§ **Task details**:
Your answer should be every line below that includes the word "RawSentence".

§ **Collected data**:
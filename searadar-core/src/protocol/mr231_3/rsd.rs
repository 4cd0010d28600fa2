//! RSD (radar system data) translation and validation

use chrono::{DateTime, Utc};

use super::grammar::RSD_GRAMMAR;
use super::sentence::RawSentence;
use super::DISTANCE_SCALE;
use crate::error::FormatError;
use crate::message::{InvalidMessage, RadarSystemDataMessage};

/// Data field positions
pub mod field {
    pub const INITIAL_DISTANCE: usize = 1;
    pub const INITIAL_BEARING: usize = 2;
    pub const MOVING_CIRCLE_OF_DISTANCE: usize = 3;
    pub const BEARING: usize = 4;
    pub const DISTANCE_FROM_SHIP: usize = 9;
    pub const BEARING2: usize = 10;
    pub const DISTANCE_SCALE: usize = 11;
    pub const DISTANCE_UNIT: usize = 12;
    pub const DISPLAY_ORIENTATION: usize = 13;
    pub const WORKING_MODE: usize = 14;
}

/// Translate an RSD sentence.
///
/// The distance scale is not validated here, see [`check_distance_scale`].
pub fn parse(
    raw: &RawSentence,
    received_at: DateTime<Utc>,
) -> Result<RadarSystemDataMessage, FormatError> {
    RSD_GRAMMAR.check(raw)?;

    Ok(RadarSystemDataMessage {
        msg_rec_time: received_at,
        initial_distance: raw.number(field::INITIAL_DISTANCE)?,
        initial_bearing: raw.number(field::INITIAL_BEARING)?,
        moving_circle_of_distance: raw.number(field::MOVING_CIRCLE_OF_DISTANCE)?,
        bearing: raw.number(field::BEARING)?,
        distance_from_ship: raw.number(field::DISTANCE_FROM_SHIP)?,
        bearing2: raw.number(field::BEARING2)?,
        distance_scale: raw.number(field::DISTANCE_SCALE)?,
        distance_unit: raw.text(field::DISTANCE_UNIT),
        display_orientation: raw.text(field::DISPLAY_ORIENTATION),
        working_mode: raw.text(field::WORKING_MODE),
    })
}

/// True if `scale` is exactly one of [`DISTANCE_SCALE`]
pub fn is_permitted_scale(scale: f64) -> bool {
    DISTANCE_SCALE.iter().any(|&s| s == scale)
}

/// Check the distance scale of a parsed RSD.
///
/// Returns the [`InvalidMessage`] that replaces the record when the scale is
/// not permitted, `None` when the record is valid.
///
/// # Example
/// ```
/// use searadar_core::protocol::mr231_3::rsd::check_distance_scale;
/// use searadar_core::message::RadarSystemDataMessage;
///
/// let rsd = RadarSystemDataMessage {
///     msg_rec_time: chrono::Utc::now(),
///     initial_distance: 0.0,
///     initial_bearing: 0.0,
///     moving_circle_of_distance: 0.0,
///     bearing: 0.0,
///     distance_from_ship: 0.0,
///     bearing2: 0.0,
///     distance_scale: 2.0,
///     distance_unit: "N".to_string(),
///     display_orientation: "N".to_string(),
///     working_mode: "S".to_string(),
/// };
/// let invalid = check_distance_scale(&rsd).unwrap();
/// assert_eq!(invalid.info_msg, "RSD message. Wrong distance scale value: 2.0");
/// ```
pub fn check_distance_scale(rsd: &RadarSystemDataMessage) -> Option<InvalidMessage> {
    if is_permitted_scale(rsd.distance_scale) {
        return None;
    }
    Some(InvalidMessage {
        msg_rec_time: rsd.msg_rec_time,
        // Debug formatting keeps a fractional part ("2.0") and stays positional
        // ("100000000.0") until 1e16 or below 1e-4
        info_msg: format!(
            "RSD message. Wrong distance scale value: {:?}",
            rsd.distance_scale
        ),
    })
}

#[cfg(test)]
mod tests {
    use super::*;
    use crate::protocol::mr231_3::sentence::split_sentence;
    use chrono::TimeZone;

    fn at() -> DateTime<Utc> {
        Utc.with_ymd_and_hms(2024, 6, 1, 8, 30, 0).unwrap()
    }

    fn rsd_line(scale: &str) -> String {
        format!(
            "$RARSD,36.5,331.4,8.4,320.6,1.0,2.0,3.0,4.0,11.6,185.3,{},N,H,P,17,1A2B*7F",
            scale
        )
    }

    #[test]
    fn test_parse_rsd() {
        let raw = split_sentence(&rsd_line("96.0")).unwrap();
        let rsd = parse(&raw, at()).unwrap();
        assert_eq!(
            rsd,
            RadarSystemDataMessage {
                msg_rec_time: at(),
                initial_distance: 36.5,
                initial_bearing: 331.4,
                moving_circle_of_distance: 8.4,
                bearing: 320.6,
                distance_from_ship: 11.6,
                bearing2: 185.3,
                distance_scale: 96.0,
                distance_unit: "N".to_string(),
                display_orientation: "H".to_string(),
                working_mode: "P".to_string(),
            }
        );
    }

    #[test]
    fn test_ignored_fields_are_free_form() {
        let line = "$RARSD,0.0,0.0,0.0,0.0,x,,y z,,0.0,0.0,0.5,K,C,S,,ffff*00";
        let raw = split_sentence(line).unwrap();
        let rsd = parse(&raw, at()).unwrap();
        assert_eq!(rsd.distance_scale, 0.5);
        assert_eq!(rsd.distance_unit, "K");
        assert_eq!(rsd.display_orientation, "C");
        assert_eq!(rsd.working_mode, "S");
    }

    #[test]
    fn test_permitted_scales() {
        for scale in ["0.125", "0.25", "0.5", "1.5", "3.0", "6.0", "12.0", "24.0", "48.0", "96.0"] {
            let raw = split_sentence(&rsd_line(scale)).unwrap();
            let rsd = parse(&raw, at()).unwrap();
            assert_eq!(check_distance_scale(&rsd), None, "scale {}", scale);
        }
    }

    #[test]
    fn test_rejected_scales() {
        for scale in ["2.0", "1.0", "0.1250001", "192.0", "0.0"] {
            let raw = split_sentence(&rsd_line(scale)).unwrap();
            let rsd = parse(&raw, at()).unwrap();
            let invalid = check_distance_scale(&rsd).expect(scale);
            assert_eq!(invalid.msg_rec_time, at());
            assert!(invalid.info_msg.starts_with("RSD message. Wrong distance scale value: "));
        }
    }

    #[test]
    fn test_scale_formatting() {
        let raw = split_sentence(&rsd_line("2.0")).unwrap();
        let rsd = parse(&raw, at()).unwrap();
        assert_eq!(
            check_distance_scale(&rsd).unwrap().info_msg,
            "RSD message. Wrong distance scale value: 2.0"
        );
    }

    #[test]
    fn test_large_scale_formatting() {
        let raw = split_sentence(&rsd_line("100000000.0")).unwrap();
        let rsd = parse(&raw, at()).unwrap();
        assert_eq!(
            check_distance_scale(&rsd).unwrap().info_msg,
            "RSD message. Wrong distance scale value: 100000000.0"
        );
    }

    #[test]
    fn test_equivalent_spelling_is_permitted() {
        // "3.00" parses to exactly 3.0
        let raw = split_sentence(&rsd_line("3.00")).unwrap();
        let rsd = parse(&raw, at()).unwrap();
        assert!(check_distance_scale(&rsd).is_none());
    }

    #[test]
    fn test_grammar_failures() {
        for line in [
            rsd_line("96"),
            rsd_line("96.0").replace(",N,H,P,", ",M,H,P,"),
            rsd_line("96.0").replace("1A2B", "1A2"),
            rsd_line("96.0").replace("36.5", "36.50"),
            rsd_line("96.0").replace(",17,", ",1x,"),
        ] {
            let raw = split_sentence(&line).unwrap();
            assert!(
                matches!(parse(&raw, at()), Err(FormatError::GrammarMismatch { .. })),
                "{}",
                line
            );
        }
    }
}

§ **Result**:
use super::sentence::RawSentence;
    raw: &RawSentence,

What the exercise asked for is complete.